No doubt they will kiss and make up, as the UN did after 1949 when its chief negotiator Count Folke Bernadotte was kidnapped and murdered by an Israeli terrorist gang, whose leader went on to head up Israel’s government and be received on their red carpets. But even when it’s all blown over, the message will remain, summed up (again in +972): “Israel’s top defense officials are spelling it out for you: ISRAEL IS NOT IN THE PEACE-MAKING BUSINESS.” And as Kaufman’s as colleague Noam Sheizaf says “the negotiations serve Israel’s interest by maintaining the status quo, since most of the international pressure on Israel tends to go away when peace talks are taking place”.
That is, until the moment when the fragile artifice finally breaks down.
Over at Ramallah, after a full meeting of the PLO, three legs of the negotiating table were not just kicked at but unambiguously sawn off, as PA leader Abbas publicly re-affirmed the refugees’ right of return to their homes, reiterated the demand for an East Jerusalem capital, and clearly stated that the Palestinians would not recognise “Israel as the Jewish state”.
He also stated that he would not agree to extend the talks beyond their scheduled end, thus strangling at birth Kerry’s hope for an interim “framework” agreement followed by years more negotiating; and the PLO decided to go back to the UN and extend Palestine’s access to UN bodies such as the International Court of Justice, a move that had been suspended for the duration of the talks as a goodwill gesture. Clearly, good will has run out.
After effectively ditching the two-state solution, the next step for the PLO would be to use its position to strengthen the popular struggle for civil and human rights.
Five things the PLO could do now
♦ They could now withdraw from the Oslo package and end their role as a “Palestine Authority”: administrators and security intermediary for Israel’s military rule in the West Bank.
♦ They should fully back the BDS call and lobby for international sanctions against Israel until it meets its obligations respects international law. Doors will surely open to them in countries that voted for their UN upgrade, and in blocs like the EU and the huge South American Mercosur bloc who are already considering cutting Israel out of some trade, financial, academic and cultural deals.
♦ They could take practical measures to enable and support the grassroots actions against the Wall, for prisoners’ freedom, for freedom of movement, and against the lawless vandalism and land-grab of the Israeli state and its aggressive settlers: couldn’t their well-equipped police be deployed to defend the lands, buildings and crops against the marauding settlers and the army’s bulldozers, and to defend the shepherds of the Jordan valley against those who steal their water? And isn’t it time they opened up their prisons and released all political activists?

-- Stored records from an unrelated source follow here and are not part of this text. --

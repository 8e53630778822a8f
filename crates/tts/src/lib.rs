#![allow(clippy::must_use_candidate, clippy::missing_errors_doc)]

pub mod engine;
mod error;
pub mod provider;
mod request;
mod server;
pub mod store;
mod types;
pub mod wav;

use std::sync::Arc;

use axum::{
    Json, Router,
    body::Body,
    extract::State,
    response::Response,
    routing::{get, post},
};
use murmur_config::TtsConfig;
use tokio_util::io::ReaderStream;

pub use error::{Result, TtsError};
pub use server::{TtsState, TtsStateBuilder};
pub use types::{
    DEFAULT_LANGUAGE, DEFAULT_SPEED, HealthResponse, ProviderKind, SpeechPayload, SpeedValue, SynthesisRequest,
    SynthesisResult, VoicesResponse,
};
use request::ExtractPayload;

/// Header naming the provider that produced the audio
pub const PROVIDER_HEADER: &str = "x-synthesis-provider";

/// Header set to `true` when the model failed and silence was substituted
pub const FALLBACK_HEADER: &str = "x-synthesis-fallback";

/// Build the speech state from configuration, loading the model once
pub async fn build_state(config: &TtsConfig) -> anyhow::Result<Arc<TtsState>> {
    let state = TtsStateBuilder::new(config)
        .build()
        .await
        .map_err(|e| anyhow::anyhow!("Failed to initialize TTS: {e}"))?;

    Ok(Arc::new(state))
}

/// Create the endpoint router for speech synthesis and voice listing
pub fn endpoint_router() -> Router<Arc<TtsState>> {
    Router::new()
        .route("/api/tts", post(synthesize))
        .route("/api/voices", get(voices))
}

/// Report model status
pub async fn health(State(state): State<Arc<TtsState>>) -> Json<HealthResponse> {
    Json(state.health())
}

async fn voices(State(state): State<Arc<TtsState>>) -> Json<VoicesResponse> {
    Json(state.voices())
}

/// Handle speech synthesis requests
async fn synthesize(
    State(state): State<Arc<TtsState>>,
    ExtractPayload(payload): ExtractPayload<Option<SpeechPayload>>,
) -> Result<Response> {
    let request = payload.ok_or(TtsError::MissingText)?.into_request()?;

    tracing::info!(
        "TTS request: {} (lang: {}, speed: {})",
        request.preview(),
        request.language,
        request.speed
    );

    let SynthesisResult {
        path,
        audio,
        provider,
        fallback,
    } = state.provider().synthesize(&request).await?;

    let file = tokio::fs::File::from_std(audio);
    let length = file.metadata().await?.len();

    tracing::debug!("Streaming {length} bytes from {}", path.display());

    audio_response(provider, fallback, length, Body::from_stream(ReaderStream::new(file)))
}

fn audio_response(provider: ProviderKind, fallback: bool, length: u64, body: Body) -> Result<Response> {
    Response::builder()
        .header(http::header::CONTENT_TYPE, "audio/wav")
        .header(http::header::CONTENT_LENGTH, length)
        .header(http::header::CONTENT_DISPOSITION, "inline; filename=\"speech.wav\"")
        .header(PROVIDER_HEADER, provider.as_str())
        .header(FALLBACK_HEADER, if fallback { "true" } else { "false" })
        .body(body)
        .map_err(|e| TtsError::Synthesis(format!("failed to build audio response: {e}")))
}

♦ At the UN they should press for its Year of Palestine Solidarity to have real teeth, and to take serious measures to enforce the rulings in UN Resolutions 181, 194 and 242 that required Israel as a UN member to accord equal rights to all its citizens, to allow return of the excluded refugee population, and to end its military rule over the West Bank.
♦ Their remit since Oslo has shrunk down from the entire Palestinian people, to just those under occupation. They could start to reverse that by leading a call for an emergency food airlift to the besieged Yarmuk camp in Syria where Palestinians are dying of hunger. And they could go on to ensure that the ruling bodies are truly representative by holding global elections and including delegates from far and wide.
Abbas made a small start towards unity in struggle with his people, speaking in praise of the villagers of Qusra who surrounded and captured a raiding party from the nearby settlement of Esh Kodesh, and handed them to the Israeli authorities.
Even if the PLO is not about to switch from the goal of partition and division towards human and civil rights in one country, there’s no reason why rights should not come a lot higher up the agenda.